Kevin Abstract in a Post-Brockhampton World

Brockhampton ended on January 14th, 2022, by releasing two studio albums in quick succession—both of which are good endstops to the long history of the band. Calling back to both the new and old era of hip-hop by taking inspiration from Kanye West, Odd Future, Wu Tang Clan, and Dipset, Brockhampton created music that was so extremely different from anything that was coming out before and during their time. By doing this, they created a massive and dedicated following. The end of Brockhampton closed a chapter that was long overdue; it was an act that could only last so long without losing its heart. At the center of it all was Kevin Abstract, the lead orchestrator. Abstract was the creator of the band; he had an idea and he wanted it to stand out.

The self-titled “All-American Boy Band” made up of singers, rappers, songwriters, producers, directors, designers, etc. started in 2010 after Clifford Ian Simpson, later to be known as Kevin Abstract, posted a call for people to join his band on a Kanye West forum. The members of the band were from all over the world, some as far as Ireland. But Abstract said that if they wanted to join, everyone would have to drop everything and move to Texas. Now it's 2023, and they have gone their separate ways after creating deep history and a discography of good music. They were a part of the movement to make hip-hop more inclusive by singing and rapping about topics like homophobia and misogyny in songs like “NEW ORLEANS” and “QUEER”, to name a few, and even though Brockhampton had a short run, they had an tremendously influential one. Everyone who knows Brockhampton has an opinion about them, good or bad.

Abstract had done two EP’s in the past between and during the time that he was a part of Brockhampton, American Boyfriend: A Suburban Love Story, and Arizona Baby. Both of the albums are representative of the music that the band was making at the time, and despite the music coming directly from Abstract, the influence of the band still looms heavily over his solo projects (including the album covers). The heavy production, synth-based, high energy, hollow trap is prevalent in both of his albums, but he sheds this skin to wear a new one.

In “Blanket,” Abstract makes a sound that sounds both so new and so nostalgic at the same time. At the Fall-Winter Prada show earlier this year, Abstract spoke to GQ about his life after Brockhampton and why he might have been interested in making the shift, “I’m trying to figure out my life. My band broke up, and I don’t know what I’m doing.” He has dipped his toes in rock music before, on songs such as “BOOGIE” and “SUMMER”, but not in the way he does on “Blanket”. It is loud and it is raw. It is directly linked to the 90s-era grunge rock and the emo and pop-punk scene in the 2000s. It sounds like an All Time Low song mixed with Nirvana and Foo Fighters.
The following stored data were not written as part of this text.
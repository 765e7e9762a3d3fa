//! Settings file management

use std::time::Duration;

use secrecy::SecretString;
use serde::{Deserialize, Serialize};

use crate::logs::LogLevel;
use crate::utils::CooldownOptions;

/// deploymark settings, read from `settings.json`
#[derive(Debug, Serialize, Deserialize)]
pub struct Settings {
    /// Log level
    #[serde(default)]
    pub log_level: LogLevel,

    /// Emit JSON logs on stderr
    #[serde(default)]
    pub log_json: bool,

    /// Also write logs under the storage layout's log directory
    #[serde(default)]
    pub log_to_file: bool,

    /// Directory holding per-service configuration
    #[serde(default = "default_soa_dir")]
    pub soa_dir: String,

    /// Default convergence timeout in seconds
    #[serde(default = "default_timeout_secs")]
    pub default_timeout_secs: u64,

    #[serde(default)]
    pub git: GitSettings,

    #[serde(default)]
    pub mutator: MutatorSettings,

    #[serde(default)]
    pub fleet: FleetSettings,

    #[serde(default)]
    pub registry: RegistrySettings,

    #[serde(default)]
    pub slack: SlackSettings,

    #[serde(default)]
    pub interactions: InteractionSettings,
}

fn default_soa_dir() -> String {
    "/etc/soa".to_string()
}

fn default_timeout_secs() -> u64 {
    3600
}

impl Default for Settings {
    fn default() -> Self {
        Self {
            log_level: LogLevel::Info,
            log_json: false,
            log_to_file: false,
            soa_dir: default_soa_dir(),
            default_timeout_secs: default_timeout_secs(),
            git: GitSettings::default(),
            mutator: MutatorSettings::default(),
            fleet: FleetSettings::default(),
            registry: RegistrySettings::default(),
            slack: SlackSettings::default(),
            interactions: InteractionSettings::default(),
        }
    }
}

impl Settings {
    pub fn default_timeout(&self) -> Duration {
        Duration::from_secs(self.default_timeout_secs)
    }
}

/// Git settings
#[derive(Debug, Clone, Serialize, Deserialize)]
pub struct GitSettings {
    /// Prefix of the branch that records a deploy group's desired commit
    #[serde(default = "default_ref_prefix")]
    pub ref_prefix: String,

    /// Git URL used when neither the CLI nor deploy.json name one.
    /// `{service}` is replaced by the service name.
    #[serde(default = "default_url_template")]
    pub default_url_template: String,

    /// Local clone used to list commit authors
    #[serde(default)]
    pub local_checkout: Option<String>,
}

fn default_ref_prefix() -> String {
    "paasta-".to_string()
}

fn default_url_template() -> String {
    "git@git:services/{service}".to_string()
}

impl Default for GitSettings {
    fn default() -> Self {
        Self {
            ref_prefix: default_ref_prefix(),
            default_url_template: default_url_template(),
            local_checkout: None,
        }
    }
}

impl GitSettings {
    pub fn url_for(&self, service: &str) -> String {
        self.default_url_template.replace("{service}", service)
    }
}

/// Retry settings for desired-state mutations
#[derive(Debug, Clone, Serialize, Deserialize)]
pub struct MutatorSettings {
    #[serde(default = "default_attempts")]
    pub attempts: u32,

    #[serde(default = "default_base_delay_ms")]
    pub base_delay_ms: u64,

    #[serde(default = "default_max_delay_ms")]
    pub max_delay_ms: u64,
}

fn default_attempts() -> u32 {
    3
}

fn default_base_delay_ms() -> u64 {
    1000
}

fn default_max_delay_ms() -> u64 {
    30_000
}

impl Default for MutatorSettings {
    fn default() -> Self {
        Self {
            attempts: default_attempts(),
            base_delay_ms: default_base_delay_ms(),
            max_delay_ms: default_max_delay_ms(),
        }
    }
}

impl MutatorSettings {
    /// Configured attempts, at least one and never more than the default
    pub fn attempts(&self) -> u32 {
        self.attempts.clamp(1, default_attempts())
    }

    /// Backoff between attempts; the base delay is never zero
    pub fn cooldown(&self) -> CooldownOptions {
        let base_delay_ms = self.base_delay_ms.max(1);
        CooldownOptions {
            base_delay: Duration::from_millis(base_delay_ms),
            max_delay: Duration::from_millis(self.max_delay_ms.max(base_delay_ms)),
            ..Default::default()
        }
    }
}

/// Fleet status API settings
#[derive(Debug, Clone, Serialize, Deserialize)]
pub struct FleetSettings {
    /// Base URL of the deployment status API
    #[serde(default = "default_status_api_url")]
    pub status_api_url: String,

    #[serde(default = "default_poll_interval_secs")]
    pub poll_interval_secs: u64,
}

fn default_status_api_url() -> String {
    "http://localhost:5054/v1".to_string()
}

fn default_poll_interval_secs() -> u64 {
    10
}

impl Default for FleetSettings {
    fn default() -> Self {
        Self {
            status_api_url: default_status_api_url(),
            poll_interval_secs: default_poll_interval_secs(),
        }
    }
}

/// Docker registry settings
#[derive(Debug, Clone, Serialize, Deserialize)]
pub struct RegistrySettings {
    #[serde(default = "default_registry_url")]
    pub url: String,
}

fn default_registry_url() -> String {
    "https://docker-registry.local".to_string()
}

impl Default for RegistrySettings {
    fn default() -> Self {
        Self {
            url: default_registry_url(),
        }
    }
}

/// Slack settings
#[derive(Debug, Serialize, Deserialize)]
pub struct SlackSettings {
    /// Bot token; notifications are disabled when absent
    #[serde(default, skip_serializing, deserialize_with = "deserialize_secret")]
    pub token: Option<SecretString>,

    /// Channels used when a service's deploy.json lists none
    #[serde(default)]
    pub default_channels: Vec<String>,

    #[serde(default = "default_slack_api_url")]
    pub api_base_url: String,
}

fn deserialize_secret<'de, D>(deserializer: D) -> Result<Option<SecretString>, D::Error>
where
    D: serde::Deserializer<'de>,
{
    let token = Option::<String>::deserialize(deserializer)?;
    Ok(token.map(SecretString::from))
}

fn default_slack_api_url() -> String {
    "https://slack.com/api".to_string()
}

impl Default for SlackSettings {
    fn default() -> Self {
        Self {
            token: None,
            default_channels: Vec::new(),
            api_base_url: default_slack_api_url(),
        }
    }
}

/// Interaction listener settings
#[derive(Debug, Serialize, Deserialize)]
pub struct InteractionSettings {
    #[serde(default)]
    pub enabled: bool,

    /// Slack app signing secret; the listener refuses to start without it
    #[serde(default, skip_serializing, deserialize_with = "deserialize_secret")]
    pub signing_secret: Option<SecretString>,

    #[serde(default = "default_listen_host")]
    pub host: String,

    #[serde(default = "default_listen_port")]
    pub port: u16,
}

fn default_listen_host() -> String {
    "127.0.0.1".to_string()
}

fn default_listen_port() -> u16 {
    8080
}

impl Default for InteractionSettings {
    fn default() -> Self {
        Self {
            enabled: false,
            signing_secret: None,
            host: default_listen_host(),
            port: default_listen_port(),
        }
    }
}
Abstract describes the song and the coming album in a press release, stating that he “wanted to make a Sunny Day Real Estate, Nirvana, Modest Mouse type of record.”

Despite the seemingly contrasting set of musical influences in “Blanket” when compared to his previous works, he mentions that he still wants “Blanket” to ‘hit like a rap album’.  By being heavy on the distorted guitar and creating a messily organized drumline, he channels the disoriented confusion of 90s grunge. Instead of singing and rapping in the melodic and soulful way he does on his other tracks, Abstract whispers gruffly the lyrics “Memory, memory / There's no you's and no me's”, opening the song with its chorus. In the post chorus and underlying the rest of the song is his screaming—which might be the only part of the song that doesn’t sound particularly “messy”. Even though screaming is inherently chaotic, Abstract is able to use it as an instrument. It might be to express the themes of pain that prevail through the track, but it also adds structure and order to it. Nonetheless, the song is hard to grasp; “Blanket” is like a spiking wave with the screams acting as a straight line cutting through it. 

So far, he has accomplished his jump into the rock world with his latest single. When I first heard the song, it shocked me. The constant genre-bending and creative aspirations of Kevin Abstract continue to amaze me ever since I first started listening to his music in Brockhampton. He has an ear for creating things that can, initially, seem difficult to get into, but still manage to sound pleasant. Sometimes, upon the first listen, it is hard to decide whether some of his music is good or bad. Is it just noise and sounds or is it a complex interweaving of music and ideas? Most of the time, though, Abstract strikes gold. When he does not, he uses the experience to try again.

“Blanket” is Abstract stepping away from the name of Brockhampton and trying something new and exciting. The single will hopefully create a good portrait of the music that we should be expecting from an innovator like Abstract and continues his reputation of being someone we should all look out for.